I also love that Trello integrates with a lot of my other apps and you can use IFTTT or Zapier to create all kind of automations for it.
SLACK: Another relatively new addition, but I have started using Slack to communicate with a few of my clients and we are finding it really useful to keep all of our messages in one place, as well as being able to share documents and so much more.
Again, it integrates with lots of apps, including my Google Calendar and the free version is ample for what we need right now, but if we do need to upgrade it’s just over £5 per person per month.
CONTENT STUDIO: This is another one where I’ve been around the houses and come back to. I’ve previously tried the likes of ContentCal, MeetEdgar and SocialPilot and all of them have their pros and cons. Most are on the pricey side, but I guess that’s because if you’re serious about social you kind of need one of these social media scheduling tools to do some of the heavy lifting.

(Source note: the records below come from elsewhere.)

//! Joke List State Store
//!
//! Uses Leptos reactive_stores for fine-grained reactivity. Loading is an
//! explicit state machine: a refresh clears the list and enters `Loading`,
//! and every acquisition run ends in `Populated` or `Failed`.

use leptos::prelude::*;
use reactive_stores::Store;

use crate::acquire::{acquire, AcquirePolicy};
use crate::api::JokeSource;
use crate::error::AcquireError;
use crate::jokes;
use crate::models::{Joke, JokeId};
use crate::storage::{save_jokes, JokeStorage};

#[derive(Clone, Debug, Default, PartialEq)]
pub enum LoadState {
    /// Acquisition in flight
    #[default]
    Loading,
    Populated,
    /// Last acquisition failed; the reason is shown to the user
    Failed(String),
}

impl LoadState {
    /// State at startup, from whatever was persisted
    pub fn initial(jokes: &[Joke]) -> Self {
        if jokes.is_empty() {
            LoadState::Loading
        } else {
            LoadState::Populated
        }
    }

    pub fn is_loading(&self) -> bool {
        matches!(self, LoadState::Loading)
    }
}

/// Joke list plus its loading state
#[derive(Clone, Debug, Default, Store)]
pub struct JokeState {
    /// Canonical list, in acquisition order
    pub jokes: Vec<Joke>,
    pub load_state: LoadState,
}

impl JokeState {
    pub fn from_saved(jokes: Vec<Joke>) -> Self {
        Self {
            load_state: LoadState::initial(&jokes),
            jokes,
        }
    }
}

/// Type alias for the store
pub type JokeStore = Store<JokeState>;

// ========================
// Store Helper Functions
// ========================

/// Replace the list with one where joke `id` moved by `delta`
pub fn store_vote(store: &JokeStore, id: &JokeId, delta: i32) {
    let next = store.jokes().with_untracked(|list| jokes::vote(list, id, delta));
    store.jokes().set(next);
}

/// Replace the list with one where joke `id` has zero votes
pub fn store_reset(store: &JokeStore, id: &JokeId) {
    let next = store.jokes().with_untracked(|list| jokes::reset(list, id));
    store.jokes().set(next);
}

/// Clear the list and enter `Loading`.
///
/// Returns false (and changes nothing) if an acquisition is already running;
/// the caller starts a new one only on true.
pub fn store_begin_refresh(store: &JokeStore) -> bool {
    if store.load_state().with_untracked(LoadState::is_loading) {
        log::debug!("[JOKES] refresh ignored, already loading");
        return false;
    }
    store.jokes().set(Vec::new());
    store.load_state().set(LoadState::Loading);
    true
}

/// Apply the outcome of an acquisition run
pub fn store_finish(store: &JokeStore, result: Result<Vec<Joke>, AcquireError>) {
    match result {
        Ok(list) => {
            store.jokes().set(list);
            store.load_state().set(LoadState::Populated);
        }
        Err(e) => {
            log::error!("[JOKES] could not load jokes: {}", e);
            store.load_state().set(LoadState::Failed(e.to_string()));
        }
    }
}

/// Persist every version of the list, including the empty one a refresh leaves
pub fn sync_to_storage<S>(store: JokeStore, storage: S)
where
    S: JokeStorage + 'static,
{
    Effect::new(move |_| {
        let jokes = store.jokes().get();
        if let Err(e) = save_jokes(&storage, &jokes) {
            log::error!("[STORAGE] could not save {} jokes: {}", jokes.len(), e);
        }
    });
}

/// Top the current list up to `policy.target` and record the outcome
pub async fn run_acquisition<S>(store: JokeStore, source: &S, policy: AcquirePolicy)
where
    S: JokeSource + ?Sized,
{
    let existing = store.jokes().get_untracked();
    log::info!(
        "[JOKES] acquiring {} jokes ({} already present)",
        policy.target,
        existing.len()
    );
    let result = acquire(source, existing, policy).await;
    store_finish(&store, result);
}

#[cfg(test)]
mod tests {
    use super::*;
    use crate::acquire::tests::MockSource;
    use crate::error::FetchError;
    use crate::storage::tests::MemoryStorage;
    use any_spawner::Executor;
    use tokio::task::LocalSet;

    /// Let pending effects run
    async fn settle() {
        Executor::tick().await;
        Executor::tick().await;
    }

    fn make_joke(id: &str, votes: i32) -> Joke {
        Joke {
            id: JokeId::from(id),
            joke: format!("Joke {}", id),
            votes,
        }
    }

    fn populated_store() -> JokeStore {
        Store::new(JokeState::from_saved(vec![
            make_joke("a", 2),
            make_joke("b", 5),
            make_joke("c", -1),
        ]))
    }

    fn policy(target: usize) -> AcquirePolicy {
        AcquirePolicy { target, max_attempts: 50 }
    }

    #[test]
    fn test_initial_state_follows_saved_list() {
        assert_eq!(LoadState::initial(&[]), LoadState::Loading);
        assert_eq!(LoadState::initial(&[make_joke("a", 0)]), LoadState::Populated);
    }

    #[test]
    fn test_vote_and_reset_replace_list() {
        let store = populated_store();
        let before = store.jokes().get_untracked();

        store_vote(&store, &JokeId::from("a"), 1);
        store_vote(&store, &JokeId::from("c"), -1);
        let after = store.jokes().get_untracked();
        assert_eq!(after[0].votes, 3);
        assert_eq!(after[1].votes, 5);
        assert_eq!(after[2].votes, -2);
        // earlier snapshot unaffected
        assert_eq!(before[0].votes, 2);

        store_reset(&store, &JokeId::from("b"));
        assert_eq!(store.jokes().get_untracked()[1].votes, 0);
        assert_eq!(store.jokes().get_untracked().len(), 3);
    }

    #[tokio::test]
    async fn test_refresh_reacquires_with_same_target() {
        let store = populated_store();
        assert_eq!(store.load_state().get_untracked(), LoadState::Populated);

        assert!(store_begin_refresh(&store));
        assert!(store.jokes().get_untracked().is_empty());
        assert_eq!(store.load_state().get_untracked(), LoadState::Loading);

        let source = MockSource::new(&["d", "e", "f"]);
        run_acquisition(store, &source, policy(3)).await;

        let list = store.jokes().get_untracked();
        assert_eq!(list.len(), 3);
        assert!(list.iter().all(|j| j.votes == 0));
        assert_eq!(source.calls.get(), 3);
        assert_eq!(store.load_state().get_untracked(), LoadState::Populated);
    }

    #[test]
    fn test_refresh_ignored_while_loading() {
        let store = Store::new(JokeState::from_saved(Vec::new()));
        store.jokes().set(vec![make_joke("partial", 0)]);

        assert!(!store_begin_refresh(&store));
        assert_eq!(store.jokes().get_untracked().len(), 1);
    }

    #[tokio::test]
    async fn test_failed_acquisition_is_terminal() {
        let store = populated_store();
        assert!(store_begin_refresh(&store));

        let source = MockSource::with_results(vec![Ok("x"), Err(FetchError::Network("offline".to_string()))]);
        run_acquisition(store, &source, policy(5)).await;

        assert!(store.jokes().get_untracked().is_empty());
        assert!(matches!(store.load_state().get_untracked(), LoadState::Failed(_)));

        // a failed run can be retried
        assert!(store_begin_refresh(&store));
        assert_eq!(store.load_state().get_untracked(), LoadState::Loading);
    }

    #[tokio::test]
    async fn test_storage_sees_every_version_of_the_list() {
        _ = Executor::init_tokio();
        let owner = Owner::new();
        owner.set();

        LocalSet::new()
            .run_until(async {
                let store = populated_store();
                let initial = serde_json::to_string(&store.jokes().get_untracked()).unwrap();
                let storage = MemoryStorage::default();
                let writes = storage.writes.clone();

                sync_to_storage(store, storage);
                settle().await;

                assert!(store_begin_refresh(&store));
                settle().await;

                let source = MockSource::new(&["d", "e"]);
                run_acquisition(store, &source, policy(2)).await;
                settle().await;

                let populated = serde_json::to_string(&store.jokes().get_untracked()).unwrap();
                assert_eq!(*writes.borrow(), vec![initial, "[]".to_string(), populated]);
            })
            .await;
    }
}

Basically, with Content Studio you can set up different workspaces for different businesses, plan your social media posts and collaborate with your team using an editorial calendar, schedule to all of your channels and platforms, including your blog and Google My Business.

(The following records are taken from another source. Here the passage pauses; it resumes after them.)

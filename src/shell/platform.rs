//! Platform-specific shell detection.

use std::path::PathBuf;

use crate::config::HostConfig;
use crate::error::{PrepareError, Result};

/// Shells whose profiles prepare manages.
#[derive(Debug, Clone, Copy, PartialEq, Eq)]
pub enum ShellType {
    Bash,
    Zsh,
    /// fish, sh, or anything else.
    Unknown,
}

impl ShellType {
    /// Parse shell type from the executable path in `SHELL`.
    ///
    /// Matches on the file name so `/opt/homebrew/bin/zsh` and
    /// `/usr/local/bin/bash5` are both recognized.
    pub fn from_executable(exe: &str) -> Self {
        let name = std::path::Path::new(exe)
            .file_name()
            .and_then(|s| s.to_str())
            .unwrap_or("")
            .to_lowercase();

        if name.contains("zsh") {
            ShellType::Zsh
        } else if name.contains("bash") {
            ShellType::Bash
        } else {
            ShellType::Unknown
        }
    }

    /// Profile file name relative to the home directory.
    ///
    pub fn profile_file_name(&self) -> Option<&'static str> {
        match self {
            ShellType::Zsh => Some(".zshrc"),
            ShellType::Bash => Some(".bashrc"),
            ShellType::Unknown => None,
        }
    }
}

/// Resolve the profile file for the user's shell.
///
/// Fails with [`PrepareError::UnsupportedShell`] for anything other than
/// zsh or bash.
pub fn profile_path(host: &HostConfig) -> Result<PathBuf> {
    let shell = host.shell().unwrap_or_default();
    let file = ShellType::from_executable(shell)
        .profile_file_name()
        .ok_or_else(|| PrepareError::UnsupportedShell {
            shell: shell.to_string(),
        })?;
    let home = host.home_dir().ok_or(PrepareError::HomeDirUnavailable)?;
    Ok(home.join(file))
}

/// Check if running in a CI environment.
///
/// Used to force non-interactive mode in `main()`. Checks common CI
/// environment variables: `CI`, `GITHUB_ACTIONS`, `GITLAB_CI`, `CIRCLECI`,
/// `TRAVIS`, `JENKINS_URL`.
pub fn is_ci() -> bool {
    std::env::var("CI").is_ok()
        || std::env::var("GITHUB_ACTIONS").is_ok()
        || std::env::var("GITLAB_CI").is_ok()
        || std::env::var("CIRCLECI").is_ok()
        || std::env::var("TRAVIS").is_ok()
        || std::env::var("JENKINS_URL").is_ok()
}

/// Check if running as root.
pub fn is_elevated() -> bool {
    #[cfg(unix)]
    {
        // SAFETY: geteuid() is a simple syscall that returns the effective user ID
        unsafe { libc::geteuid() == 0 }
    }

    #[cfg(not(unix))]
    {
        false
    }
}
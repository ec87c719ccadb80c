//! Shell profile edits.
//!
//! Profiles are only ever appended to. The one idempotency check available
//! is [`contains_marker`], which callers use before appending blocks that
//! must not be duplicated.

use std::fs::OpenOptions;
use std::io::Write;
use std::path::Path;

use crate::error::{PrepareError, Result};

/// Append `block` to the profile at `path`, creating the file if needed.
pub fn append_block(path: &Path, block: &str) -> Result<()> {
    let write_err = |source| PrepareError::ProfileWrite {
        path: path.to_path_buf(),
        source,
    };

    let mut file = OpenOptions::new()
        .create(true)
        .append(true)
        .open(path)
        .map_err(write_err)?;
    file.write_all(block.as_bytes()).map_err(write_err)?;

    tracing::debug!("Appended {} bytes to {}", block.len(), path.display());
    Ok(())
}

/// Whether the profile at `path` already mentions `marker`.
///
/// A missing or unreadable profile counts as not containing it.
pub fn contains_marker(path: &Path, marker: &str) -> bool {
    std::fs::read_to_string(path)
        .map(|content| content.contains(marker))
        .unwrap_or(false)
}

#[cfg(test)]
mod tests {
    use super::*;
    use tempfile::TempDir;

    #[test]
    fn append_creates_missing_file() {
        let temp = TempDir::new().unwrap();
        let path = temp.path().join(".zshrc");

        append_block(&path, "export A=1\n").unwrap();

        assert_eq!(std::fs::read_to_string(&path).unwrap(), "export A=1\n");
    }

    #[test]
    fn append_keeps_existing_content() {
        let temp = TempDir::new().unwrap();
        let path = temp.path().join(".bashrc");
        std::fs::write(&path, "alias ll='ls -l'\n").unwrap();

        append_block(&path, "export B=2\n").unwrap();
        append_block(&path, "export B=2\n").unwrap();

        let content = std::fs::read_to_string(&path).unwrap();
        assert!(content.starts_with("alias ll='ls -l'\n"));
        assert_eq!(content.matches("export B=2").count(), 2);
    }

    #[test]
    fn append_into_missing_directory_fails() {
        let temp = TempDir::new().unwrap();
        let path = temp.path().join("missing").join(".zshrc");

        let err = append_block(&path, "x").unwrap_err();
        assert!(matches!(err, PrepareError::ProfileWrite { .. }));
    }

    #[test]
    fn contains_marker_checks_content() {
        let temp = TempDir::new().unwrap();
        let path = temp.path().join(".zshrc");
        std::fs::write(&path, "eval \"$(pyenv init -)\"\n").unwrap();

        assert!(contains_marker(&path, "pyenv"));
        assert!(!contains_marker(&path, "nvm"));
    }

    #[test]
    fn contains_marker_missing_file() {
        let temp = TempDir::new().unwrap();
        assert!(!contains_marker(&temp.path().join(".zshrc"), "pyenv"));
    }
}
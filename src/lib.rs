//! prepare - Interactive development environment bootstrapper.
//!
//! prepare shows a menu of development tools (Homebrew, a terminal, a
//! shell, an editor, language runtimes, Docker) and installs the selected
//! ones through Homebrew, then applies light configuration such as shell
//! profile edits.
//!
//! # Modules
//!
//! - [`cli`] - Command-line interface and argument parsing
//! - [`config`] - Host environment snapshot
//! - [`error`] - Error types and result aliases
//! - [`installers`] - Tool installers and their registry
//! - [`shell`] - Child processes, shell detection and profile edits
//! - [`ui`] - Interactive prompts, spinners, and terminal output
//!
//! # Example
//!
//! ```
//! use prepare::config::HostConfig;
//! use prepare::installers::InstallerRegistry;
//!
//! let registry = InstallerRegistry::builtin();
//! let host = HostConfig::new(None).with_var("NVM_DIR", "/home/dev/.nvm");
//!
//! assert_eq!(registry.already_installed(&host), vec!["NVM (NodeJS LTS)"]);
//! assert!(registry
//!     .description_for("NVM (NodeJS LTS)", &host)
//!     .ends_with("(Already installed)"));
//! ```

pub mod cli;
pub mod config;
pub mod error;
pub mod installers;
pub mod shell;
pub mod ui;

pub use error::{PrepareError, Result};
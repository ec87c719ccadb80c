//! Interactive terminal UI.

use console::Term;
use std::io::Write;

use crate::error::Result;

use super::non_interactive::LineSpinner;
use super::{
    prompt_user, HourglassSpinner, NonInteractiveUI, OutputMode, PrepareTheme, Prompt,
    PromptResult, SpinnerHandle, UserInterface,
};

/// Interactive terminal UI implementation.
pub struct TerminalUI {
    term: Term,
    theme: PrepareTheme,
    mode: OutputMode,
}

impl TerminalUI {
    /// Create a new terminal UI.
    pub fn new(mode: OutputMode) -> Self {
        Self {
            term: Term::stdout(),
            theme: PrepareTheme::detect(),
            mode,
        }
    }
}

impl UserInterface for TerminalUI {
    fn message(&mut self, msg: &str) {
        writeln!(self.term, "{}", msg).ok();
    }

    fn success(&mut self, msg: &str) {
        writeln!(self.term, "{}", self.theme.format_success(msg)).ok();
    }

    fn warning(&mut self, msg: &str) {
        writeln!(self.term, "{}", self.theme.format_warning(msg)).ok();
    }

    fn error(&mut self, msg: &str) {
        writeln!(self.term, "{}", self.theme.format_error(msg)).ok();
    }

    fn prompt(&mut self, prompt: &Prompt) -> Result<PromptResult> {
        prompt_user(prompt, &self.term, &self.theme)
    }

    fn start_spinner(&mut self, message: &str) -> Box<dyn SpinnerHandle> {
        if self.mode.shows_spinners() {
            Box::new(HourglassSpinner::new(message, self.term.clone()))
        } else {
            writeln!(self.term, "⌛ {}", message).ok();
            Box::new(LineSpinner::new(self.theme.clone()))
        }
    }
}

/// Create the appropriate UI based on context.
pub fn create_ui(interactive: bool, mode: OutputMode) -> Box<dyn UserInterface> {
    if interactive && Term::stdout().is_term() {
        Box::new(TerminalUI::new(mode))
    } else {
        Box::new(NonInteractiveUI::from_env())
    }
}

#[cfg(test)]
mod tests {
    use super::*;

    #[test]
    fn terminal_ui_writes_to_stdout() {
        let mut ui = TerminalUI::new(OutputMode::Quiet);
        ui.message("Checking Git installation...");
        assert!(matches!(ui.term.target(), console::TermTarget::Stdout));
    }

    #[test]
    fn quiet_spinner_prints_final_line_only() {
        let mut ui = TerminalUI::new(OutputMode::Quiet);
        let mut spinner = ui.start_spinner("Installing Git");
        spinner.finish_success("Git installed successfully.");
    }

    #[test]
    fn create_ui_non_interactive() {
        let mut ui = create_ui(false, OutputMode::Normal);
        ui.message("headless");
    }
}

You can also organise content into categories and schedule evergreen content to repost on a schedule of your choosing, as well as keep track of your analytics on each platform.
It does everything I need and allows me to manage a social media calendar for a client as well. Fortunately, I signed up to it when it was just launching and got it for a one-off price and now I just pay for extra add-ons, but the starter price is now $49 a month – so it’s not cheap!
MAILERLITE: Even though AgileCRM does have built email marketing capability, I still choose to operate my monthly newsletter using Mailerlite.
I moved over from Mailchimp several months ago – although I still use it for a number of my clients – as I felt the free version had been seriously downgraded. I am pleased with how Mailerlite is working. Its free version allows you to manage several separate groups of subscribers, the templates are good and you can send up to 12,000 emails a month to up to 1,000 subscribers. More than that on your list or what to send more emails? The first level of paid subscription is $15 a month, which gives you up to 2,500 subscribers and unlimited emails.
I also use GetResponse because it integrates with the membership plugin I use on The Business Connection, and it also has good templates and is user-friendly.
CANVA: Graphic Design is one of the services I offer Red Shoes Media and Marketing clients and much of that work is still done in Adobe Illustrator (see below), but nowadays much of my own work for social media or blog graphics, I turn to Canva. I have the paid version, for £11.99 a month, which enables you to create a Brand Kit of colours etc for your business, as well as gives you access to a large library of templates. The brand kit means it’s easy to make sure that every graphic you create is “on brand” and gives everything a cohesive look. The templates mean its easy to use for beginners and non-designers while being flexible enough to satisfy more creative types.
ADOBE: In a sense I have left the biggest til last and it’s maybe one that most people won’t need unless you are in the business of design or publishing. My Adobe Creative Cloud subscription is my biggest “app” expense at over £40 a month, but that gives me access to all of the giants in the Adobe stable, including Photoshop, InDesign and Illustrator – all of which I use on an almost daily basis. InDesign makes it a doddle to create newspaper or magazine pages, or in some cases brochure and leaflets. Many leaflets and other print materials I create in Illustrator, while Photoshop is the very best for image manipulation and correction.
Planning and Productivity tie-up
And that’s it. I hope you have found my round-up of some of my favourite apps useful. It’s likely you won’t need all of these to improve your productivity, but if just one shaves a few hours off the boring admin tasks you face as a business owner it has to be worth the investment.